Report all lines from the entries below in which "display" appears.
[[ Task inputs open ]]
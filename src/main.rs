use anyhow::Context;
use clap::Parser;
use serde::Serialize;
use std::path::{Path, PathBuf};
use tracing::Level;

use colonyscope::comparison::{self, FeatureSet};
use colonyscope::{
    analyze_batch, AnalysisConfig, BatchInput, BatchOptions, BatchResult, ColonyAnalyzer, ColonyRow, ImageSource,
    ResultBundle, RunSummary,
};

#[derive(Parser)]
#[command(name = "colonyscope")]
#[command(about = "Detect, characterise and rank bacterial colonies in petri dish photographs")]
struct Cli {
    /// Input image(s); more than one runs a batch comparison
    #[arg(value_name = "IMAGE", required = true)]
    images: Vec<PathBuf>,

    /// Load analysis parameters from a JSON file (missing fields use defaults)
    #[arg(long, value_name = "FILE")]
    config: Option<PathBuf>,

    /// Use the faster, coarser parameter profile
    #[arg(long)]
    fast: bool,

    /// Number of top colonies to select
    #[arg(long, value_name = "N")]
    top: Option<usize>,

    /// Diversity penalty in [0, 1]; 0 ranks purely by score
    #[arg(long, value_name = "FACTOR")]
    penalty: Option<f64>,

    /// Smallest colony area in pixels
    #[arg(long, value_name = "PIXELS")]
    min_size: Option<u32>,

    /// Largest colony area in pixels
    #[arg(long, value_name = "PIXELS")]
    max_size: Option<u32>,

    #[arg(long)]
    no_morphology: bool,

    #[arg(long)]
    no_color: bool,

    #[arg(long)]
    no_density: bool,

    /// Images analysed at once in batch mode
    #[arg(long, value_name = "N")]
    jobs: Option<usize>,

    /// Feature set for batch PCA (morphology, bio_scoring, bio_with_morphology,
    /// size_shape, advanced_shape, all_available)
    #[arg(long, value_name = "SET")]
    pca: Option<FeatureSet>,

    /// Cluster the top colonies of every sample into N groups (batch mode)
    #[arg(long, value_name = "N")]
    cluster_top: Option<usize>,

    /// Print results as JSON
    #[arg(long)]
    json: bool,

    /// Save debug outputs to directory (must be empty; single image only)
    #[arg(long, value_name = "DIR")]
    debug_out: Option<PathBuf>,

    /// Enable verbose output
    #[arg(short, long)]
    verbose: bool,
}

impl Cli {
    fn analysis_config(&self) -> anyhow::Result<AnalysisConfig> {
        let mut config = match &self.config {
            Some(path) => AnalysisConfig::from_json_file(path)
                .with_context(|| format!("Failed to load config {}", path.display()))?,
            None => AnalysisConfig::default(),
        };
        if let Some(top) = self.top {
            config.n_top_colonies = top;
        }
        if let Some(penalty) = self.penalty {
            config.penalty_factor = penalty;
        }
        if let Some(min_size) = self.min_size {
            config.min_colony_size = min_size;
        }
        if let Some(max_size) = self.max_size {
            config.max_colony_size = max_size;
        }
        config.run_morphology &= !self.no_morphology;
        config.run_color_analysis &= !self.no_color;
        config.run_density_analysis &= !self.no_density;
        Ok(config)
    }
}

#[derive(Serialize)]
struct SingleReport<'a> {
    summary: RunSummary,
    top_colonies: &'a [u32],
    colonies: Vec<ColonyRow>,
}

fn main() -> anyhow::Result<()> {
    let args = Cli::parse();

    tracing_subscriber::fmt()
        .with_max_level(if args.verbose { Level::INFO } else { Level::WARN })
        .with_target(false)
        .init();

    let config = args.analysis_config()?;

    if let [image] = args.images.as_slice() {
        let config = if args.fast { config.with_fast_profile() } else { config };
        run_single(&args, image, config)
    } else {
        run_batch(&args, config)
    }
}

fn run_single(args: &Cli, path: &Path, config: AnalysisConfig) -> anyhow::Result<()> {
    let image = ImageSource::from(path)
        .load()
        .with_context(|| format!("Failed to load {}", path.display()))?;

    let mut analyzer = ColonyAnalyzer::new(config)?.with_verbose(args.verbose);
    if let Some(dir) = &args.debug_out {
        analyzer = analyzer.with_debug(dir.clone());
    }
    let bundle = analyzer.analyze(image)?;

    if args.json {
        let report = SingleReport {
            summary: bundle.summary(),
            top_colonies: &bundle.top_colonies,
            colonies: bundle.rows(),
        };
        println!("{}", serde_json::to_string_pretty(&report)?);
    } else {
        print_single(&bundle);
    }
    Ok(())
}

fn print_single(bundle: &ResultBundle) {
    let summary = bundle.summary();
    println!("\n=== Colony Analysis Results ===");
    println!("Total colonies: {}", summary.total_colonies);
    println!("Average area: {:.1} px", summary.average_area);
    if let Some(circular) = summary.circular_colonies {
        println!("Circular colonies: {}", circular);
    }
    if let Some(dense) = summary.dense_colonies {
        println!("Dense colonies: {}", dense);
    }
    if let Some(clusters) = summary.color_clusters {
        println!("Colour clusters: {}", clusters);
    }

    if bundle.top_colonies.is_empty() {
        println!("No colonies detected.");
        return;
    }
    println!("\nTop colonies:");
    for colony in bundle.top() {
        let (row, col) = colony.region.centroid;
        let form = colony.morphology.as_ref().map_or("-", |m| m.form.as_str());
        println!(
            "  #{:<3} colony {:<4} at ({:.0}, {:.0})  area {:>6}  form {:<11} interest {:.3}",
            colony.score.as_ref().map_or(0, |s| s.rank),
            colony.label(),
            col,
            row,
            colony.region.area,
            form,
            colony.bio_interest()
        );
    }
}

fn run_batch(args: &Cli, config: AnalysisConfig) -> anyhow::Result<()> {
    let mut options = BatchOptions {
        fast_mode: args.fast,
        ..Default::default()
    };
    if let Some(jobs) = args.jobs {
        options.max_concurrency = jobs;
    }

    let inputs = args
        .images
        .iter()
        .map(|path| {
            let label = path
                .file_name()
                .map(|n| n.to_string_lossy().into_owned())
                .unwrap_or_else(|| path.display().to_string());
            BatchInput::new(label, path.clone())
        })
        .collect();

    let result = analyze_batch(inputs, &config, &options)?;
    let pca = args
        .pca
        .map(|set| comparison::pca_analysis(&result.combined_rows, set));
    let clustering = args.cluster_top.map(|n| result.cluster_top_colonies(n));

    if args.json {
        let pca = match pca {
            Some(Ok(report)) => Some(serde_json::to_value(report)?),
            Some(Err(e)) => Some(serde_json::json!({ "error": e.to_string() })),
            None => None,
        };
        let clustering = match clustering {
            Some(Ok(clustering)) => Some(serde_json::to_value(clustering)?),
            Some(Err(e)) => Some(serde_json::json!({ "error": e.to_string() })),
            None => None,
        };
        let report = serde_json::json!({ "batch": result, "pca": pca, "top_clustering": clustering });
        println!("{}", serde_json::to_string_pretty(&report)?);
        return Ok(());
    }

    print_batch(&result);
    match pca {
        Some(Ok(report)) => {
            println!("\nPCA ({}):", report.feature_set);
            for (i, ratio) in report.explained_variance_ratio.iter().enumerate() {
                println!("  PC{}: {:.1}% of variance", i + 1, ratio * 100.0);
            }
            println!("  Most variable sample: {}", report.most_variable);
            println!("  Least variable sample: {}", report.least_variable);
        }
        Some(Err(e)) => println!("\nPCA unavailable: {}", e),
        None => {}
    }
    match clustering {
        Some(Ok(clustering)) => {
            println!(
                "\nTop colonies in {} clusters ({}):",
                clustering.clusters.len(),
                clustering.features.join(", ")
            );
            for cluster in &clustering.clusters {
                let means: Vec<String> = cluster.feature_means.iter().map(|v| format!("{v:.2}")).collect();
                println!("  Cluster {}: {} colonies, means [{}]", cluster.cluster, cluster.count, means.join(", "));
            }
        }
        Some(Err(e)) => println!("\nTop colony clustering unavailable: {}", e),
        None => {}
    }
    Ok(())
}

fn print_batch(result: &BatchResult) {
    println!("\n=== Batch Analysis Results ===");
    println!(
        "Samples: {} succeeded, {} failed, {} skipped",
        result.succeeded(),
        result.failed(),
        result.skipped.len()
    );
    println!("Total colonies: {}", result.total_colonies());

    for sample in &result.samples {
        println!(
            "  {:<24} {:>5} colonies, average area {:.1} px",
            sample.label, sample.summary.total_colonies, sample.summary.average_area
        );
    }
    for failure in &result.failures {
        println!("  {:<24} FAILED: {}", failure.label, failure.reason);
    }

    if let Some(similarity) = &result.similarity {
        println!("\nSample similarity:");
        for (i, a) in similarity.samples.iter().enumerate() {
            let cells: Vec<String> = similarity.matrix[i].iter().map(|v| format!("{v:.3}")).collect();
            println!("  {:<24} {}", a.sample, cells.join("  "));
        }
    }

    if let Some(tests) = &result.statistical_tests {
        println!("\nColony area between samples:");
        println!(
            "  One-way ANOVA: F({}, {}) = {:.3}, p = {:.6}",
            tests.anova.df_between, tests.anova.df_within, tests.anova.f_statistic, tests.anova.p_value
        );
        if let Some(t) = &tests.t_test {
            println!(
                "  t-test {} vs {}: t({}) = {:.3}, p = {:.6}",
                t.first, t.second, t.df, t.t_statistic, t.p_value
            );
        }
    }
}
[[ Task inputs closed ]]
[[ Task inputs open ]]
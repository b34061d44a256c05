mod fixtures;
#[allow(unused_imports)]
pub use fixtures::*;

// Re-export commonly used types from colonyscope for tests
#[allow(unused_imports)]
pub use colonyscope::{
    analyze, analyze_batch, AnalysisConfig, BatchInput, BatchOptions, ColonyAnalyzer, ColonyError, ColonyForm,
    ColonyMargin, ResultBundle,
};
[[ Task inputs closed ]]
» **Exercise output**
                .with_context(|| format!("Failed to load config {}", path.display()))?,
        .with_context(|| format!("Failed to load {}", path.display()))?;
                .unwrap_or_else(|| path.display().to_string());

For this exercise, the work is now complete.